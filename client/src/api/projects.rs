//! # Projects API
//!
//! Projects, their scan status, files, functions and the PDF report.
//!
//! ## Endpoints
//!
//! - `GET|DELETE /projects/`, `GET /projects/by/status/`
//! - `POST /project/` - create a project, optionally uploading a source archive
//! - `GET|POST|DELETE /project/{id}/`
//! - `GET /project/{id}/status/`, `/trend/`, `/report/`
//! - `GET /project/{id}/filenames/`, `/filename/{fid}/`
//! - `GET /project/{id}/functions/`, `/function/{fid}/`

use serde_json::Value;

use crate::api::client::{ApiClient, ApiError};
use crate::api::params::Params;
use crate::api::types::ScanStatus;

impl ApiClient {
    /// Projects of the current user.
    pub async fn get_projects(&self, filters: Option<&Params>) -> Result<Value, ApiError> {
        self.get("/projects/", filters).await
    }

    /// Projects of the current user grouped by status.
    pub async fn get_projects_by_status(&self) -> Result<Value, ApiError> {
        self.get("/projects/by/status/", None).await
    }

    /// Delete all projects matching `filters`.
    pub async fn delete_projects(&self, filters: Option<&Params>) -> Result<Value, ApiError> {
        self.delete("/projects/", filters).await
    }

    /// Create a project.
    ///
    /// A `source` entry given as a text path is uploaded as the source archive.
    ///
    /// ```rust,no_run
    /// # use rips_api::api::{ApiClient, Params};
    /// # async fn example(client: &ApiClient) -> Result<(), rips_api::api::ApiError> {
    /// let data = Params::new().with("name", "shop").with("source", "shop.zip");
    /// let project = client.add_project(data).await?;
    /// # Ok(())
    /// # }
    /// ```
    pub async fn add_project(&self, mut data: Params) -> Result<Value, ApiError> {
        data.mark_file("source");
        self.post("/project/", Some(&data)).await
    }

    pub async fn get_project(&self, project_id: u64) -> Result<Value, ApiError> {
        self.get(&format!("/project/{project_id}/"), None).await
    }

    pub async fn update_project(
        &self,
        project_id: u64,
        data: Option<&Params>,
    ) -> Result<Value, ApiError> {
        self.post(&format!("/project/{project_id}/"), data).await
    }

    pub async fn delete_project(&self, project_id: u64) -> Result<Value, ApiError> {
        self.delete(&format!("/project/{project_id}/"), None).await
    }

    /// Scan progress of a project.
    pub async fn get_project_status(&self, project_id: u64) -> Result<ScanStatus, ApiError> {
        self.get_typed(&format!("/project/{project_id}/status/")).await
    }

    /// Issue trend across the scans of a project.
    pub async fn get_project_trend(&self, project_id: u64) -> Result<Value, ApiError> {
        self.get(&format!("/project/{project_id}/trend/"), None).await
    }

    /// PDF report of a project, as raw bytes.
    pub async fn get_project_report(&self, project_id: u64) -> Result<Vec<u8>, ApiError> {
        self.get_raw(&format!("/project/{project_id}/report/")).await
    }

    pub async fn get_project_filenames(
        &self,
        project_id: u64,
        filters: Option<&Params>,
    ) -> Result<Value, ApiError> {
        self.get(&format!("/project/{project_id}/filenames/"), filters)
            .await
    }

    pub async fn get_project_filename(
        &self,
        project_id: u64,
        filename_id: u64,
    ) -> Result<Value, ApiError> {
        self.get(&format!("/project/{project_id}/filename/{filename_id}/"), None)
            .await
    }

    pub async fn get_project_functions(
        &self,
        project_id: u64,
        filters: Option<&Params>,
    ) -> Result<Value, ApiError> {
        self.get(&format!("/project/{project_id}/functions/"), filters)
            .await
    }

    pub async fn get_project_function(
        &self,
        project_id: u64,
        function_id: u64,
    ) -> Result<Value, ApiError> {
        self.get(&format!("/project/{project_id}/function/{function_id}/"), None)
            .await
    }
}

------------------------------------------------------------------------

Which lines in the records above hold the string "source"? Copy each of them.

//! - `POST /project/` - create a project, optionally uploading a source archive
    /// A `source` entry given as a text path is uploaded as the source archive.
    /// let data = Params::new().with("name", "shop").with("source", "shop.zip");
        data.mark_file("source");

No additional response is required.